(Beginning of TASK INPUT)

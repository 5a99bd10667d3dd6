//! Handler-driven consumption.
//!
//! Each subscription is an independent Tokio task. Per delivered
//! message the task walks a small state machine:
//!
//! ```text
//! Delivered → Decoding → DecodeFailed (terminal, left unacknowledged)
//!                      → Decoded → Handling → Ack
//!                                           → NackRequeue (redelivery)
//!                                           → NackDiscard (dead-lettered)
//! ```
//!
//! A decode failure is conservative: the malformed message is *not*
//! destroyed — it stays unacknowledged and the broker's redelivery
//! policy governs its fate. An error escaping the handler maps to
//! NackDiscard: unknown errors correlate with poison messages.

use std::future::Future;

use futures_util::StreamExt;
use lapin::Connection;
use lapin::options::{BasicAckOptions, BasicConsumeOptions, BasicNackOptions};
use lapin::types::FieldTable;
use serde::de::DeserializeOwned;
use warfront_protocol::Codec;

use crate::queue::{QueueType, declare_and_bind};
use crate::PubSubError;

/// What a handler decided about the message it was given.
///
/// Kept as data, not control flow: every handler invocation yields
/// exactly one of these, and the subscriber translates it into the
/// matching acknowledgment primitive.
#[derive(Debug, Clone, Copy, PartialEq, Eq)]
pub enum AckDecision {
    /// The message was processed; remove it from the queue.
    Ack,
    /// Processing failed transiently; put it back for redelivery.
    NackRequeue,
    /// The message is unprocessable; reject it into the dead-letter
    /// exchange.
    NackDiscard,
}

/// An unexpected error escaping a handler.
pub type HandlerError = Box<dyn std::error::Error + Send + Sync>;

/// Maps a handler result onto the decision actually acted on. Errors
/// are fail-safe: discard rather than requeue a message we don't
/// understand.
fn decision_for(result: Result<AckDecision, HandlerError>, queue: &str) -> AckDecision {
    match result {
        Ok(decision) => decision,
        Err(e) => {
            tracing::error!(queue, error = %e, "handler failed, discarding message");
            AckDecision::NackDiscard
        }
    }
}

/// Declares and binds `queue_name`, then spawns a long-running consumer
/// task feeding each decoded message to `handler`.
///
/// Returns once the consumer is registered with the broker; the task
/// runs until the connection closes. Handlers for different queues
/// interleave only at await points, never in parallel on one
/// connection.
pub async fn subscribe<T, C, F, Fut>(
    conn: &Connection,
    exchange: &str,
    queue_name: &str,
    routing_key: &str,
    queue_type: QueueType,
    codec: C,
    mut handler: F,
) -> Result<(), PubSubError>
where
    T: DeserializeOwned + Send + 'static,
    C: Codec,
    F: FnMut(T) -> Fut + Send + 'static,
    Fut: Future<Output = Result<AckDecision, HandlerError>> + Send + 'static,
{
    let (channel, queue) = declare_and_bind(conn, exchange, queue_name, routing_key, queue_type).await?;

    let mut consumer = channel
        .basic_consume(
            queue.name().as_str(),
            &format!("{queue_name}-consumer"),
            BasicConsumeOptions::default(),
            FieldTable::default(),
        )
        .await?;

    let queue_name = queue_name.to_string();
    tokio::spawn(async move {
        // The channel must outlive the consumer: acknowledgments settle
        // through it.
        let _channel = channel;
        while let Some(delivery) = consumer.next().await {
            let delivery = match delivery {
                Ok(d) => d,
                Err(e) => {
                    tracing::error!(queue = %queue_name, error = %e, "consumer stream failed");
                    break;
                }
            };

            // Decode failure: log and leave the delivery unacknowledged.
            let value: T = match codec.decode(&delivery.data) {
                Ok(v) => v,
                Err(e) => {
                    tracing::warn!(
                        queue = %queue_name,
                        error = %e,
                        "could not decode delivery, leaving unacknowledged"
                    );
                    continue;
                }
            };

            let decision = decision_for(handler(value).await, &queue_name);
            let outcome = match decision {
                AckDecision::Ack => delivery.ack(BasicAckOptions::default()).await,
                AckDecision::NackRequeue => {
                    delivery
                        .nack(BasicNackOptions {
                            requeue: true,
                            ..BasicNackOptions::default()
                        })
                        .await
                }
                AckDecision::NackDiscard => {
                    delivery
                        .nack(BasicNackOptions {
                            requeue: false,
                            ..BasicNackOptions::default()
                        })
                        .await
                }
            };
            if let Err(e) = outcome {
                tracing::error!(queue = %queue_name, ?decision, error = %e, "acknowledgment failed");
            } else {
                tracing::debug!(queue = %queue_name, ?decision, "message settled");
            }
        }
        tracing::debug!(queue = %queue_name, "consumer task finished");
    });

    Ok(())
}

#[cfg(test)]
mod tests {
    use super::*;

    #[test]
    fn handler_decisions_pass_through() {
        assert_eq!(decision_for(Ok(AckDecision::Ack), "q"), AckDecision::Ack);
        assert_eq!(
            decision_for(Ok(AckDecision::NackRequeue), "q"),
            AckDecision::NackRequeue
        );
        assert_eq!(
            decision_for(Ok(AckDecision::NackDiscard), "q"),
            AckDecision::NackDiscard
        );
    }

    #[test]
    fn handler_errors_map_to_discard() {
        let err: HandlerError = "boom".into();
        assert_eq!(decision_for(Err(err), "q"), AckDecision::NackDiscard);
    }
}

(End of TASK INPUT)
(Beginning of TASK INPUT)

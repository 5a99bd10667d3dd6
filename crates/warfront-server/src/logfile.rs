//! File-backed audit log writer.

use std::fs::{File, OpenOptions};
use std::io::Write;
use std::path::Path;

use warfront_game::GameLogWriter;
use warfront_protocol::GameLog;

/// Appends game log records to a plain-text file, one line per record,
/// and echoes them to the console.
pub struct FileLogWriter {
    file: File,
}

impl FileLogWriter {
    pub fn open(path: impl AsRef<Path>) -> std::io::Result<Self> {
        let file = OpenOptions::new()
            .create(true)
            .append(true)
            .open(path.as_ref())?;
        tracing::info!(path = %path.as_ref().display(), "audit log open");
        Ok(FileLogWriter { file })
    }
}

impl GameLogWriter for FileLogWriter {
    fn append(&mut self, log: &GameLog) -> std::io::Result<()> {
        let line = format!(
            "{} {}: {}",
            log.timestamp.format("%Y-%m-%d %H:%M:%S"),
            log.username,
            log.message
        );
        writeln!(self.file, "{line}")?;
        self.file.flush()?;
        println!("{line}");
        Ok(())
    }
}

(End of TASK INPUT)

TO DO: Copy each line in the entries above where the word "path" shows up.

RESPONSE BOX:
use std::path::Path;
    pub fn open(path: impl AsRef<Path>) -> std::io::Result<Self> {
            .open(path.as_ref())?;
        tracing::info!(path = %path.as_ref().display(), "audit log open");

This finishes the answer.